Figure 3.

Transcriptional targets co-regulated by FOSL1 and FOSL2. (A, B) Heatmap in panel A shows the DE genes that are more profoundly altered in FOSL DKD Th17 cells, as compared to the single KD controls, at 24 h (above) and 72 h (below) of polarization. Panel B depicts the DE genes that show enhanced changes in FOSL DOE Th17 cells, as compared to the single OE controls, at 72 h of polarization. Fold-change (FC) was calculated relative to the respective control conditions (i.e. SCR or GFP). The FDR filtered (≤0.1) DE genes with |FC| ≥ 1.8 in DKD, and |FC| ≥ 2 in DOE, are included in the corresponding heatmaps. Th17-relevant, upregulated genes are depicted in red, and the downregulated ones are in blue. (C, D) Ingenuity pathway analysis (IPA) was used to identify signaling pathways that are altered upon FOSL DKD (panel C) or DOE (panel D).

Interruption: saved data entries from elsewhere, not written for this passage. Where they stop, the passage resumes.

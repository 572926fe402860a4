use axum::response::Redirect;

pub const STATIC_INDEX: &str = "/static/index.html";

/// GET /: temporary redirect to the static UI.
pub async fn index() -> Redirect {
    Redirect::temporary(STATIC_INDEX)
}
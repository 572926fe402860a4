use serde::Serialize;

pub fn print_json<T: Serialize>(value: &T) -> anyhow::Result<()> {
    let json = serde_json::to_string_pretty(value)?;
    println!("{}", json);
    Ok(())
}

/// Render rows as left-aligned columns separated by two spaces.
pub fn format_table(headers: &[&str], rows: &[Vec<String>]) -> String {
    let mut widths: Vec<usize> = headers.iter().map(|h| h.len()).collect();
    for row in rows {
        for (i, cell) in row.iter().enumerate() {
            if i < widths.len() {
                widths[i] = widths[i].max(cell.len());
            }
        }
    }

    let render = |cells: Vec<String>| -> String {
        cells
            .iter()
            .enumerate()
            .map(|(i, cell)| {
                let w = widths.get(i).copied().unwrap_or(0);
                format!("{:width$}", cell, width = w)
            })
            .collect::<Vec<_>>()
            .join("  ")
            .trim_end()
            .to_string()
    };

    let mut out = Vec::with_capacity(rows.len() + 2);
    out.push(render(headers.iter().map(|h| h.to_string()).collect()));
    out.push(render(widths.iter().map(|&w| "-".repeat(w)).collect()));
    for row in rows {
        out.push(render(row.clone()));
    }
    out.join("\n")
}

pub fn print_table(headers: &[&str], rows: &[Vec<String>]) {
    println!("{}", format_table(headers, rows));
}
use activities_core::ActivityError;
use axum::http::StatusCode;
use axum::response::{IntoResponse, Response};

// ---------------------------------------------------------------------------
// Internal sentinel for 422 Unprocessable Entity
// ---------------------------------------------------------------------------

/// Private sentinel error type used to carry an explicit HTTP 422 through
/// the `anyhow::Error` chain without touching the `ActivityError` enum.
#[derive(Debug)]
struct UnprocessableError(String);

impl std::fmt::Display for UnprocessableError {
    fn fmt(&self, f: &mut std::fmt::Formatter<'_>) -> std::fmt::Result {
        write!(f, "{}", self.0)
    }
}

impl std::error::Error for UnprocessableError {}

// ---------------------------------------------------------------------------
// AppError: unified error type for HTTP responses
// ---------------------------------------------------------------------------

/// Unified error type for HTTP responses. Renders as `{"detail": "..."}`.
#[derive(Debug)]
pub struct AppError(pub anyhow::Error);

impl AppError {
    /// Construct a 422 Unprocessable Entity error, used for missing or
    /// malformed request parameters.
    pub fn unprocessable(msg: impl Into<String>) -> Self {
        Self(UnprocessableError(msg.into()).into())
    }
}

impl IntoResponse for AppError {
    fn into_response(self) -> Response {
        if let Some(u) = self.0.downcast_ref::<UnprocessableError>() {
            let body = serde_json::json!({ "detail": u.0.clone() });
            return (StatusCode::UNPROCESSABLE_ENTITY, axum::Json(body)).into_response();
        }

        let status = if let Some(e) = self.0.downcast_ref::<ActivityError>() {
            match e {
                ActivityError::NotFound(_) => StatusCode::NOT_FOUND,
                ActivityError::AlreadyRegistered { .. } | ActivityError::NotRegistered { .. } => {
                    StatusCode::BAD_REQUEST
                }
                ActivityError::InvalidSeed(_) | ActivityError::Io(_) | ActivityError::Yaml(_) => {
                    StatusCode::INTERNAL_SERVER_ERROR
                }
            }
        } else {
            StatusCode::INTERNAL_SERVER_ERROR
        };

        if status.is_server_error() {
            tracing::error!("request failed: {:#}", self.0);
        }

        let body = serde_json::json!({ "detail": self.0.to_string() });
        (status, axum::Json(body)).into_response()
    }
}

impl<E> From<E> for AppError
where
    E: Into<anyhow::Error>,
{
    fn from(err: E) -> Self {
        Self(err.into())
    }
}
use crate::output::{print_json, print_table};
use activities_core::Listing;
use anyhow::Result;
use std::path::Path;

pub fn run(seed: Option<&Path>, json: bool) -> Result<()> {
    let listing = super::load_directory(seed)?.list();
    if json {
        return print_json(&listing);
    }
    print_table(&["NAME", "SCHEDULE", "ENROLLED", "SPOTS LEFT"], &rows(&listing));
    Ok(())
}

fn rows(listing: &Listing) -> Vec<Vec<String>> {
    listing
        .iter()
        .map(|(name, a)| {
            vec![
                name.to_string(),
                a.schedule.clone(),
                format!("{}/{}", a.participants.len(), a.max_participants),
                a.spots_left().to_string(),
            ]
        })
        .collect()
}
//! Last-resort brute force over the fixed payout catalog.
//!
//! Runs only after the exit chain came up empty. Each catalog entry is
//! tried with no value, then with a minimal value, then (for
//! address-parameterized entries) with the probing identity as the
//! argument. The first attempt that strictly increases the prober's
//! balance wins and is reported by selector.

use alloy_primitives::{Address, Bytes, U256};
use tracing::{debug, info};

use crate::catalog::{CallCandidate, DEEP_SCAN_CATALOG};
use crate::evm::TargetVm;

/// First balance-increasing candidate found by the scan.
#[derive(Debug, Clone)]
pub struct DeepScanHit {
    pub method: &'static str,
    pub selector: [u8; 4],
    pub profit: U256,
}

impl DeepScanHit {
    pub fn selector_hex(&self) -> String {
        format!("0x{}", hex::encode(self.selector))
    }
}

/// One attempt: invoke and check for a strict balance increase.
fn attempt(
    vm: &mut dyn TargetVm,
    prober: Address,
    target: Address,
    candidate: &CallCandidate,
    calldata: Bytes,
    value: U256,
) -> Option<DeepScanHit> {
    let before = vm.native_balance(prober);
    match vm.invoke(prober, target, calldata, value) {
        Ok(_) => {
            let after = vm.native_balance(prober);
            if after > before {
                return Some(DeepScanHit {
                    method: candidate.name(),
                    selector: candidate.selector(),
                    profit: after - before,
                });
            }
            None
        }
        Err(e) => {
            debug!(method = candidate.name(), "deep scan attempt failed: {}", e);
            None
        }
    }
}

/// Scan the full catalog in order. `None` means the catalog was exhausted
/// without any balance increase, a valid negative result.
pub fn run_deep_scan(
    vm: &mut dyn TargetVm,
    prober: Address,
    target: Address,
) -> Option<DeepScanHit> {
    for candidate in DEEP_SCAN_CATALOG {
        let no_arg_calldata = if candidate.takes_address() {
            // Address-parameterized entries have no zero-arg form; the
            // selector alone is still worth a shot before the typed call.
            Bytes::from(candidate.selector().to_vec())
        } else {
            candidate.encode(U256::ZERO, prober)
        };

        // No value.
        if let Some(hit) = attempt(
            vm,
            prober,
            target,
            candidate,
            no_arg_calldata.clone(),
            U256::ZERO,
        ) {
            info!(method = hit.method, "deep scan hit");
            return Some(hit);
        }

        // Minimal value.
        if let Some(hit) = attempt(vm, prober, target, candidate, no_arg_calldata, U256::from(1u64))
        {
            info!(method = hit.method, "deep scan hit (1 wei)");
            return Some(hit);
        }

        // Probing identity as argument.
        if candidate.takes_address() {
            let with_addr = candidate.encode(U256::ZERO, prober);
            if let Some(hit) = attempt(vm, prober, target, candidate, with_addr, U256::ZERO) {
                info!(method = hit.method, "deep scan hit (address arg)");
                return Some(hit);
            }
        }
    }
    None
}
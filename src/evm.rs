//! In-memory EVM execution boundary.
//!
//! All probing and attack logic talks to the target through [`TargetVm`]:
//! a call either returns response bytes or a [`CallFailure`]. The production
//! implementation ([`EvmHarness`]) wraps REVM over a fork-seeded `CacheDB`;
//! tests substitute a deterministic mock behind the same trait.

use alloy_primitives::{keccak256, Address, Bytes, U256};
use revm::{
    db::{CacheDB, EmptyDB},
    primitives::{
        AccountInfo, BlockEnv, Bytecode, CfgEnvWithHandlerCfg, EnvWithHandlerCfg, ExecutionResult,
        Output, SpecId, TxEnv, TxKind, KECCAK_EMPTY,
    },
    Evm,
};
use std::collections::HashMap;

/// Gas limit for every simulated call.
const CALL_GAS_LIMIT: u64 = 1_500_000;

/// Why a call did not succeed. Non-fatal: the chain engine converts every
/// failure into "advance to the next candidate".
#[derive(Debug, Clone)]
pub struct CallFailure {
    /// Decoded revert string or halt description.
    pub reason: String,
    /// True when the target explicitly reverted (as opposed to halting).
    pub reverted: bool,
}

impl CallFailure {
    pub fn reverted(reason: impl Into<String>) -> Self {
        Self {
            reason: reason.into(),
            reverted: true,
        }
    }

    pub fn halted(reason: impl Into<String>) -> Self {
        Self {
            reason: reason.into(),
            reverted: false,
        }
    }
}

impl std::fmt::Display for CallFailure {
    fn fmt(&self, f: &mut std::fmt::Formatter<'_>) -> std::fmt::Result {
        if self.reverted {
            write!(f, "reverted: {}", self.reason)
        } else {
            write!(f, "halted: {}", self.reason)
        }
    }
}

/// Execution boundary the probers, classifier scenarios and the flash-loan
/// orchestrator run against.
pub trait TargetVm {
    /// Send a state-changing call. Failure is a value, not an error.
    fn invoke(
        &mut self,
        from: Address,
        to: Address,
        calldata: Bytes,
        value: U256,
    ) -> Result<Bytes, CallFailure>;

    /// Read-only call; no state is committed.
    fn view(&mut self, from: Address, to: Address, calldata: Bytes) -> Result<Bytes, CallFailure>;

    /// Native balance of an account.
    fn native_balance(&self, who: Address) -> U256;

    /// Overwrite an account's native balance (dealing funds, donations that
    /// bypass target accounting).
    fn set_native_balance(&mut self, who: Address, amount: U256);

    /// Fast-forward the simulated clock and height.
    fn warp(&mut self, seconds: u64, blocks: u64);

    /// Current simulated gas price.
    fn gas_price(&self) -> U256;

    /// Override the simulated gas price.
    fn set_gas_price(&mut self, price: U256);

    /// Record a checkpoint; returns its id.
    fn checkpoint(&mut self) -> usize;

    /// Discard all state changes made since the checkpoint.
    fn revert_to(&mut self, checkpoint: usize);
}

/// Saved state for checkpoint/rollback.
#[derive(Clone)]
struct HarnessState {
    db: CacheDB<EmptyDB>,
    block_number: u64,
    timestamp: u64,
    nonces: HashMap<Address, u64>,
}

/// REVM-backed implementation of [`TargetVm`].
pub struct EvmHarness {
    chain_id: u64,
    db: CacheDB<EmptyDB>,
    block_number: u64,
    timestamp: u64,
    gas_price: U256,
    nonces: HashMap<Address, u64>,
    snapshots: Vec<HarnessState>,
}

impl EvmHarness {
    pub fn new(chain_id: u64) -> Self {
        Self {
            chain_id,
            db: CacheDB::new(EmptyDB::default()),
            block_number: 19_000_000,
            timestamp: std::time::SystemTime::now()
                .duration_since(std::time::UNIX_EPOCH)
                .map(|d| d.as_secs())
                .unwrap_or(0),
            gas_price: U256::ZERO,
            nonces: HashMap::new(),
            snapshots: Vec::new(),
        }
    }

    /// Insert an externally owned account with a balance.
    pub fn insert_funded_account(&mut self, who: Address, balance: U256) {
        self.db.insert_account_info(
            who,
            AccountInfo {
                balance,
                nonce: 0,
                code_hash: KECCAK_EMPTY,
                code: None,
            },
        );
    }

    /// Insert a contract account with bytecode and balance (fork seeding).
    pub fn insert_contract(&mut self, addr: Address, code: Bytes, balance: U256) {
        let code_hash = keccak256(&code);
        self.db.insert_account_info(
            addr,
            AccountInfo {
                balance,
                nonce: 1,
                code_hash,
                code: Some(Bytecode::new_raw(code)),
            },
        );
    }

    fn next_nonce(&mut self, caller: Address) -> u64 {
        let entry = self.nonces.entry(caller).or_insert(0);
        let nonce = *entry;
        *entry += 1;
        nonce
    }

    fn build_env(&self, tx_env: TxEnv) -> EnvWithHandlerCfg {
        // Zero basefee: probing runs gas-free so balance deltas track value
        // flows, not execution cost.
        let block_env = BlockEnv {
            number: U256::from(self.block_number),
            timestamp: U256::from(self.timestamp),
            gas_limit: U256::from(30_000_000u64),
            basefee: U256::ZERO,
            ..Default::default()
        };
        let cfg = CfgEnvWithHandlerCfg::new_with_spec_id(Default::default(), SpecId::CANCUN);
        EnvWithHandlerCfg::new_with_cfg_env(cfg, block_env, tx_env)
    }

    fn tx_env(&mut self, from: Address, to: Address, value: U256, data: Bytes) -> TxEnv {
        let nonce = self.next_nonce(from);
        TxEnv {
            caller: from,
            gas_limit: CALL_GAS_LIMIT,
            gas_price: self.gas_price,
            transact_to: TxKind::Call(to),
            value,
            data,
            nonce: Some(nonce),
            chain_id: Some(self.chain_id),
            ..Default::default()
        }
    }

    /// Decode revert reason from output bytes (Error(string) selector).
    pub fn decode_revert_reason(output: &Bytes) -> String {
        if output.len() >= 68 && output[0..4] == [0x08, 0xc3, 0x79, 0xa0] {
            let len_start = 36;
            if output.len() > len_start + 32 {
                let len = U256::from_be_slice(&output[len_start..len_start + 32]);
                let len_usize: usize = len.try_into().unwrap_or(0);
                let str_start = len_start + 32;
                if output.len() >= str_start + len_usize {
                    if let Ok(s) =
                        String::from_utf8(output[str_start..str_start + len_usize].to_vec())
                    {
                        return s;
                    }
                }
            }
        }
        if output.is_empty() {
            return "no reason".to_string();
        }
        format!("0x{}", hex::encode(&output[..output.len().min(64)]))
    }

    fn transact(
        &mut self,
        from: Address,
        to: Address,
        value: U256,
        data: Bytes,
        commit: bool,
    ) -> Result<Bytes, CallFailure> {
        let tx_env = self.tx_env(from, to, value, data);
        let env = self.build_env(tx_env);

        let mut evm = Evm::builder()
            .with_db(&mut self.db)
            .with_env_with_handler_cfg(env)
            .build();

        let result = if commit {
            evm.transact_commit()
        } else {
            evm.transact().map(|r| r.result)
        };
        drop(evm);

        if !commit {
            // View calls must not consume the caller's nonce.
            if let Some(n) = self.nonces.get_mut(&from) {
                *n = n.saturating_sub(1);
            }
        } else if let Ok(res) = &result {
            // The simulated gas price must stay visible to targets (fee
            // refund probes read it) without the charge skewing the balance
            // deltas every success predicate compares. Return it.
            let charged = U256::from(res.gas_used()) * self.gas_price;
            if !charged.is_zero() {
                if let Some(acct) = self.db.accounts.get_mut(&from) {
                    acct.info.balance += charged;
                }
            }
        }

        match result {
            Ok(ExecutionResult::Success { output, .. }) => match output {
                Output::Call(bytes) => Ok(bytes),
                Output::Create(bytes, _) => Ok(bytes),
            },
            Ok(ExecutionResult::Revert { output, .. }) => {
                Err(CallFailure::reverted(Self::decode_revert_reason(&output)))
            }
            Ok(ExecutionResult::Halt { reason, .. }) => {
                Err(CallFailure::halted(format!("{:?}", reason)))
            }
            Err(e) => Err(CallFailure::halted(format!("EVM error: {:?}", e))),
        }
    }
}

impl TargetVm for EvmHarness {
    fn invoke(
        &mut self,
        from: Address,
        to: Address,
        calldata: Bytes,
        value: U256,
    ) -> Result<Bytes, CallFailure> {
        self.transact(from, to, value, calldata, true)
    }

    fn view(&mut self, from: Address, to: Address, calldata: Bytes) -> Result<Bytes, CallFailure> {
        self.transact(from, to, U256::ZERO, calldata, false)
    }

    fn native_balance(&self, who: Address) -> U256 {
        self.db
            .accounts
            .get(&who)
            .map(|a| a.info.balance)
            .unwrap_or_default()
    }

    fn set_native_balance(&mut self, who: Address, amount: U256) {
        match self.db.accounts.get_mut(&who) {
            Some(acct) => acct.info.balance = amount,
            None => self.insert_funded_account(who, amount),
        }
    }

    fn warp(&mut self, seconds: u64, blocks: u64) {
        self.timestamp += seconds;
        self.block_number += blocks;
    }

    fn gas_price(&self) -> U256 {
        self.gas_price
    }

    fn set_gas_price(&mut self, price: U256) {
        self.gas_price = price;
    }

    fn checkpoint(&mut self) -> usize {
        self.snapshots.push(HarnessState {
            db: self.db.clone(),
            block_number: self.block_number,
            timestamp: self.timestamp,
            nonces: self.nonces.clone(),
        });
        self.snapshots.len() - 1
    }

    fn revert_to(&mut self, checkpoint: usize) {
        if checkpoint < self.snapshots.len() {
            let state = self.snapshots.swap_remove(checkpoint);
            self.snapshots.truncate(checkpoint);
            self.db = state.db;
            self.block_number = state.block_number;
            self.timestamp = state.timestamp;
            self.nonces = state.nonces;
        }
    }
}

/// Generate a random probing identity. Targets cannot special-case an
/// address they have never seen.
pub fn random_identity() -> Address {
    use rand::Rng;
    let mut rng = rand::thread_rng();
    let mut bytes = [0u8; 20];
    rng.fill(&mut bytes);
    Address::from(bytes)
}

The top pathways related to T-cells and immune signaling are selectively shown. (E, F) Genome-wide expression analysis of FOSL DKD and DOE Th17 cells. Volcano plots in panel E highlight the Th17-associated transcripts that are differentially expressed upon co-depletion of FOSL1 and FOSL2, at 24 h (left) and 72 h (right) of Th17 polarization. Panel F shows the Th17-associated genes that are differentially expressed upon parallel over-expression of FOSL1 and FOSL2, at 72 h of Th17 polarization. Targets with FDR ≤ 0.1 and |FC| ≥ 1.8 have been plotted. Upregulated genes are in red, and the downregulated ones are in blue (for extended list of DKD and DOE targets, refer to Supplementary Figure S3A, B).